Je lis depuis des années le blog de Cyril Dijoux, auteur et blogueur (https://thehypertextual.com/) qui a publié ces derniers jours une fiche de lecture de « Flow » de Mihaly Csikszentmihaly , qui raconte comment on peut se réaliser dans une tâche. Les conditions à réunir sont les suivantes :

  • La tâche entreprise est réalisable mais constitue un défi et exige une aptitude particulière
  • l’individu se concentre sur ce qu’il fait
  • l’objectif visé est clair
  • l’activité en cours fournit une rétro-action immédiate
  • l’engagement de l’individu est profond et fait disparaître toute distraction
  • la personne exerce le contrôle sur ses actions

On est toujours dans la quête de sens : un objectif, à notre portée mais gratifiant, une latitude de travail, un résultat. Dans l’action publique, en plus, on a un petit supplément d’âme  : l’intérêt général…
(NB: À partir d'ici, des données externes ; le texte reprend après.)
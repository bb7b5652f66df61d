//! Identity decision from embedding similarity.

use crate::types::{Embedding, ShapeMismatch};
use serde::Serialize;

/// Similarity at or above which two embeddings are the same identity.
pub const DEFAULT_MATCH_THRESHOLD: f32 = 0.6;

/// Result of comparing a probe embedding against a reference.
#[derive(Debug, Clone, PartialEq, Serialize)]
pub struct MatchResult {
    pub matched: bool,
    /// Cosine similarity in [-1, 1].
    pub similarity: f32,
}

/// Strategy for comparing a probe embedding against an enrolled reference.
pub trait Matcher {
    fn compare(&self, probe: &Embedding, reference: &Embedding) -> Result<MatchResult, ShapeMismatch>;
}

/// Dot-product matcher over unit-norm embeddings with a fixed threshold.
#[derive(Debug, Clone, Copy)]
pub struct SimilarityMatcher {
    threshold: f32,
}

impl Default for SimilarityMatcher {
    fn default() -> Self {
        Self::new(DEFAULT_MATCH_THRESHOLD)
    }
}

impl SimilarityMatcher {
    pub fn new(threshold: f32) -> Self {
        Self { threshold }
    }

    pub fn threshold(&self) -> f32 {
        self.threshold
    }

    pub fn similarity(&self, a: &Embedding, b: &Embedding) -> Result<f32, ShapeMismatch> {
        a.similarity(b)
    }

    pub fn is_match(&self, a: &Embedding, b: &Embedding) -> Result<bool, ShapeMismatch> {
        Ok(self.similarity(a, b)? >= self.threshold)
    }

    /// Best match of `probe` within a gallery of `(identity, embedding)` pairs.
    ///
    /// Always compares every entry, with no early exit, so timing does not
    /// reveal gallery size or match position.
    pub fn best_match<'g>(
        &self,
        probe: &Embedding,
        gallery: &'g [(String, Embedding)],
    ) -> Result<Option<(&'g str, MatchResult)>, ShapeMismatch> {
        let mut best_sim = f32::NEG_INFINITY;
        let mut best_idx: Option<usize> = None;

        for (i, (_, reference)) in gallery.iter().enumerate() {
            let sim = probe.similarity(reference)?;
            if sim > best_sim {
                best_sim = sim;
                best_idx = Some(i);
            }
        }

        Ok(best_idx.map(|idx| {
            (
                gallery[idx].0.as_str(),
                MatchResult {
                    matched: best_sim >= self.threshold,
                    similarity: best_sim,
                },
            )
        }))
    }
}

impl Matcher for SimilarityMatcher {
    fn compare(&self, probe: &Embedding, reference: &Embedding) -> Result<MatchResult, ShapeMismatch> {
        let similarity = self.similarity(probe, reference)?;
        Ok(MatchResult {
            matched: similarity >= self.threshold,
            similarity,
        })
    }
}
use faceprint_core::embedding::EmbeddingGenerator;
use faceprint_core::inference::EngineError;
use faceprint_core::preprocess::PreparedFace;
use faceprint_core::types::Embedding;
use faceprint_core::validator::{ModelValidationReport, ModelValidator};
use faceprint_core::ModelKind;
use std::sync::Arc;
use std::time::Duration;
use thiserror::Error;
use tokio::sync::{mpsc, oneshot};

#[derive(Error, Debug)]
pub enum WorkerError {
    #[error(transparent)]
    Engine(#[from] EngineError),
    #[error("inference thread exited")]
    ChannelClosed,
    #[error("failed to spawn inference thread: {0}")]
    Spawn(#[from] std::io::Error),
}

/// Messages sent from the service to the inference thread.
enum WorkerRequest {
    Embed {
        prepared: Box<PreparedFace>,
        reply: oneshot::Sender<Result<Embedding, EngineError>>,
    },
    Validate {
        validator: ModelValidator,
        only: Option<ModelKind>,
        reply: oneshot::Sender<Result<ModelValidationReport, EngineError>>,
    },
}

/// Clone-safe handle to the inference thread.
#[derive(Clone)]
pub struct WorkerHandle {
    tx: mpsc::Sender<WorkerRequest>,
}

impl WorkerHandle {
    /// Run the engine strategy on `prepared`, bounded by `timeout`.
    ///
    /// A request that is still queued or running when the timeout expires is
    /// abandoned; its late reply is dropped.
    pub async fn embed(&self, prepared: PreparedFace, timeout: Duration) -> Result<Embedding, WorkerError> {
        let (reply_tx, reply_rx) = oneshot::channel();
        let request = WorkerRequest::Embed {
            prepared: Box::new(prepared),
            reply: reply_tx,
        };

        let exchange = async {
            self.tx.send(request).await.map_err(|_| WorkerError::ChannelClosed)?;
            let reply = reply_rx.await.map_err(|_| WorkerError::ChannelClosed)?;
            Ok::<_, WorkerError>(reply?)
        };

        tokio::time::timeout(timeout, exchange)
            .await
            .map_err(|_| WorkerError::Engine(EngineError::TimedOut(timeout)))?
    }

    /// Validate the engine's models on the inference thread, bounded by `timeout`.
    ///
    /// `only` restricts the report to one sub-model.
    pub async fn validate(
        &self,
        validator: ModelValidator,
        only: Option<ModelKind>,
        timeout: Duration,
    ) -> Result<ModelValidationReport, WorkerError> {
        let (reply_tx, reply_rx) = oneshot::channel();
        let request = WorkerRequest::Validate {
            validator,
            only,
            reply: reply_tx,
        };

        let exchange = async {
            self.tx.send(request).await.map_err(|_| WorkerError::ChannelClosed)?;
            let reply = reply_rx.await.map_err(|_| WorkerError::ChannelClosed)?;
            Ok::<_, WorkerError>(reply?)
        };

        tokio::time::timeout(timeout, exchange)
            .await
            .map_err(|_| WorkerError::Engine(EngineError::TimedOut(timeout)))?
    }
}

/// Spawn the inference thread around `generator`'s engine slot.
///
/// The engine is loaded lazily on the first request, so a missing model
/// directory never fails startup.
pub fn spawn_worker(generator: Arc<EmbeddingGenerator>) -> Result<WorkerHandle, WorkerError> {
    let (tx, mut rx) = mpsc::channel::<WorkerRequest>(8);

    std::thread::Builder::new()
        .name("faceprint-inference".into())
        .spawn(move || {
            tracing::info!("inference thread started");
            while let Some(req) = rx.blocking_recv() {
                match req {
                    // Callers that timed out while queued have dropped their
                    // receiver; skip their work so it cannot delay fresh requests.
                    WorkerRequest::Embed { reply, .. } if reply.is_closed() => {
                        tracing::debug!("skipping abandoned embedding request");
                    }
                    WorkerRequest::Validate { reply, .. } if reply.is_closed() => {
                        tracing::debug!("skipping abandoned validation request");
                    }
                    WorkerRequest::Embed { prepared, reply } => {
                        let result = generator.engine_embedding(&prepared);
                        let _ = reply.send(result);
                    }
                    WorkerRequest::Validate { validator, only, reply } => {
                        let result = run_validate(&generator, &validator, only);
                        let _ = reply.send(result);
                    }
                }
            }
            tracing::info!("inference thread exiting");
        })?;

    Ok(WorkerHandle { tx })
}

fn run_validate(
    generator: &EmbeddingGenerator,
    validator: &ModelValidator,
    only: Option<ModelKind>,
) -> Result<ModelValidationReport, EngineError> {
    let slot = generator
        .engine()
        .ok_or_else(|| EngineError::Unavailable("deterministic strategy selected".into()))?;
    let engine = slot.get()?;

    Ok(match only {
        None => validator.validate_all(engine.as_ref()),
        Some(kind) => {
            let check = validator.validate_model(engine.as_ref(), kind);
            let passed = check.passed;
            ModelValidationReport {
                engine: engine.name().to_string(),
                models: vec![check],
                pass_fraction: if passed { 1.0 } else { 0.0 },
                overall: passed,
            }
        }
    })
}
Si je devais aller plus loin…

Puisque j’ai commencé à me poser la question, j’ai exploré ce qu’il m’avait été donné d’apprendre, et je suis revenu assez vite vers les travaux d’Alain Supiot. Aujourd’hui professeur au Collège de France, j’ai eu la chance de suivre un de ses séminaires quand j’étais en DEA de droit social. Son livre phare à l’époque s’appelait Critique du droit du travail, qui n’avait pas pour objectif de vous faire avaler tout ce qu’on vous raconte sur la question, si je puis me permettre cet euphémisme.

Il est depuis allé bien plus loin, notamment dans son ouvrage de 2015 : « La gouvernance par les nombres » (écoutez sa conférence à l’IEA de Nantes, c’est un pur moment de bonheur). Il nous y explique que la gouvernance par les nombres, qui domine dans les milieux économiques ces dernières années, nie à l’instance publique le droit de dire ce qui est bien, puisque les chiffres seuls doivent guider la décision.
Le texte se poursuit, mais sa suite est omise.